--- Description of the task ---
The answer must consist of every line below containing "Resolve".

--- Records provided ---
• • •
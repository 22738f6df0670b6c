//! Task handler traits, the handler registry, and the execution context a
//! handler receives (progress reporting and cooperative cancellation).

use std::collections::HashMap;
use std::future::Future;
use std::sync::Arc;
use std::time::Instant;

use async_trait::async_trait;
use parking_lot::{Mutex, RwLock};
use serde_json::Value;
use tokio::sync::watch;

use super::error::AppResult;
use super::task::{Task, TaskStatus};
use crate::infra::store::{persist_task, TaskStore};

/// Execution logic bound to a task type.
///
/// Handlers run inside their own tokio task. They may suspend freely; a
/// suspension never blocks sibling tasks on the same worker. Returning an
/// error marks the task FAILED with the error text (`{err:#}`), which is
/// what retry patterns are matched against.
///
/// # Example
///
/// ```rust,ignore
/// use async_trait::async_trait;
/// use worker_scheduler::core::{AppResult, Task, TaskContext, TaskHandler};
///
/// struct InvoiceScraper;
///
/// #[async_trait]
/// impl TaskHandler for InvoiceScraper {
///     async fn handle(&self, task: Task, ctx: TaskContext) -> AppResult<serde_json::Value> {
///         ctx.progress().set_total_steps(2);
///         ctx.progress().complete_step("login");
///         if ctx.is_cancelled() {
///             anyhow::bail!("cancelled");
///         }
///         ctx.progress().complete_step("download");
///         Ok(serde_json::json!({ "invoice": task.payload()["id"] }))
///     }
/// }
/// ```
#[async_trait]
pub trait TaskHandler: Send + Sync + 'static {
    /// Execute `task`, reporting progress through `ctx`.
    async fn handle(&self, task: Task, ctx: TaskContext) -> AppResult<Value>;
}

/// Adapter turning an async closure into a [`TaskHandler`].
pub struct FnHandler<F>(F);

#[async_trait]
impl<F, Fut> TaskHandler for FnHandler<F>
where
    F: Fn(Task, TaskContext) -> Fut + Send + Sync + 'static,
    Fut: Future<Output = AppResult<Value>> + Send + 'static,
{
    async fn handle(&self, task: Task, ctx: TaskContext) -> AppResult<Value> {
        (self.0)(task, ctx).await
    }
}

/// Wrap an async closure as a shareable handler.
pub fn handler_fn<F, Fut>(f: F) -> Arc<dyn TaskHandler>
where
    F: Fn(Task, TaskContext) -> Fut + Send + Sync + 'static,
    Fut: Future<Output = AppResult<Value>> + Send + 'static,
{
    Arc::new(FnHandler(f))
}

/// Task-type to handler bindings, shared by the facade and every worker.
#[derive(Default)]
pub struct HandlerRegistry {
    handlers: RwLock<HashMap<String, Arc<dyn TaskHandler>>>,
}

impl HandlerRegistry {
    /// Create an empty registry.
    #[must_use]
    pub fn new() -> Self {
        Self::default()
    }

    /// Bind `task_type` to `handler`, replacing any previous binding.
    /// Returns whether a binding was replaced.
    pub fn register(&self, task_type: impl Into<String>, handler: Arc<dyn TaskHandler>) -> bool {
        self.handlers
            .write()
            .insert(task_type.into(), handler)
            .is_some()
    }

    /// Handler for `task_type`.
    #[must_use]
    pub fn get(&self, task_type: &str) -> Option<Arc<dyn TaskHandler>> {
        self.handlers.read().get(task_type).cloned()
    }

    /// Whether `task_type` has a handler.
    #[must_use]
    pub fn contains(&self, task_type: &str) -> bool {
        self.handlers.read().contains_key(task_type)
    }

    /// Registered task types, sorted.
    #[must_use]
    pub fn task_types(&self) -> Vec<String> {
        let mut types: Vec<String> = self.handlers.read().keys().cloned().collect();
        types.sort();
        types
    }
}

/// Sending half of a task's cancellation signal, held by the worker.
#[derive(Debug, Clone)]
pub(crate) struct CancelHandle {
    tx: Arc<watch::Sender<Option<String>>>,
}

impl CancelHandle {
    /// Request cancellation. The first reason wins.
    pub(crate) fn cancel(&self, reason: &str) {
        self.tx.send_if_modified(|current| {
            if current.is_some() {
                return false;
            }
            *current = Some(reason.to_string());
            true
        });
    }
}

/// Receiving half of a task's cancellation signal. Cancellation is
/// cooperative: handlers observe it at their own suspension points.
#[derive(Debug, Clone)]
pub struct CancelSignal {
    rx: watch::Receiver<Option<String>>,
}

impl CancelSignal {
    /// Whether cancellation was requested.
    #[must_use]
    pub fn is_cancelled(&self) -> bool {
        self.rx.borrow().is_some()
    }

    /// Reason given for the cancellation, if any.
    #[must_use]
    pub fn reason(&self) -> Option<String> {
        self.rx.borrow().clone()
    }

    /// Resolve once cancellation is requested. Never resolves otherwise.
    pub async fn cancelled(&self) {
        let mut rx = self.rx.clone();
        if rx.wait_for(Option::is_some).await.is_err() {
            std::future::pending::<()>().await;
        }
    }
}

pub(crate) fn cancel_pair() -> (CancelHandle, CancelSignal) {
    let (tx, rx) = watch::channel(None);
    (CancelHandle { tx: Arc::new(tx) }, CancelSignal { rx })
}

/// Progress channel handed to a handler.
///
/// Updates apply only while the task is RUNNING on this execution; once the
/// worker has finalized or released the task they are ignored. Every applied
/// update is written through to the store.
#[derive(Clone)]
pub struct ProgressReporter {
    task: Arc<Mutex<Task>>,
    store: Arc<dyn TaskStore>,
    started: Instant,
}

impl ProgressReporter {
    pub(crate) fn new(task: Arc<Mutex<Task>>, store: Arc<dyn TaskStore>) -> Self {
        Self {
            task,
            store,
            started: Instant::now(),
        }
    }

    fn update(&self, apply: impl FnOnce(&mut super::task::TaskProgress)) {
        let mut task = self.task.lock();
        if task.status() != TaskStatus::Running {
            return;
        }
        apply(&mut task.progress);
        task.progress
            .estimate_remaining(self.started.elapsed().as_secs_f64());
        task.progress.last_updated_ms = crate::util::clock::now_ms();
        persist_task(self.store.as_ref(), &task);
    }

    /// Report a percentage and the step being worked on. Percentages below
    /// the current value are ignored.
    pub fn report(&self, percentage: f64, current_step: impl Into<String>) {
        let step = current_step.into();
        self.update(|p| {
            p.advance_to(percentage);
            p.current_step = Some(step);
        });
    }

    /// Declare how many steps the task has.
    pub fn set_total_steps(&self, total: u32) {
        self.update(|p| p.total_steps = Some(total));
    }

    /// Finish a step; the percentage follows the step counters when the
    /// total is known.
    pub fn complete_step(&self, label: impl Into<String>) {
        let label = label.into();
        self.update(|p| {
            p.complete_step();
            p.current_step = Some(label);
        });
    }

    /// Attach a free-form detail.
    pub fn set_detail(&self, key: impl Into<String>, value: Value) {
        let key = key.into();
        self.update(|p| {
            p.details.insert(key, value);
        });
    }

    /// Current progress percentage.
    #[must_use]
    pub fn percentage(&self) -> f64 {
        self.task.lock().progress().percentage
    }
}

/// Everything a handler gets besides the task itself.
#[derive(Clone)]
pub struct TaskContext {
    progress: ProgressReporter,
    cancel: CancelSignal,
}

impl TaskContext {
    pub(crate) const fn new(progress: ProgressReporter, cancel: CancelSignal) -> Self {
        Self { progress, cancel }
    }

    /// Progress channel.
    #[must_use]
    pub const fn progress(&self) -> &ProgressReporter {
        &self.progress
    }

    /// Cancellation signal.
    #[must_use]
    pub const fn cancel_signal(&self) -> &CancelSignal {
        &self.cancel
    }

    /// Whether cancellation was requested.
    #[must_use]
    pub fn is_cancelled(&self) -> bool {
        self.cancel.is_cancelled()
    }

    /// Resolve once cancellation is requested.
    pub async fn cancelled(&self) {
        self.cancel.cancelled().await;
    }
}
• • •
--- Answer space ---
    /// Resolve once cancellation is requested. Never resolves otherwise.
    /// Resolve once cancellation is requested.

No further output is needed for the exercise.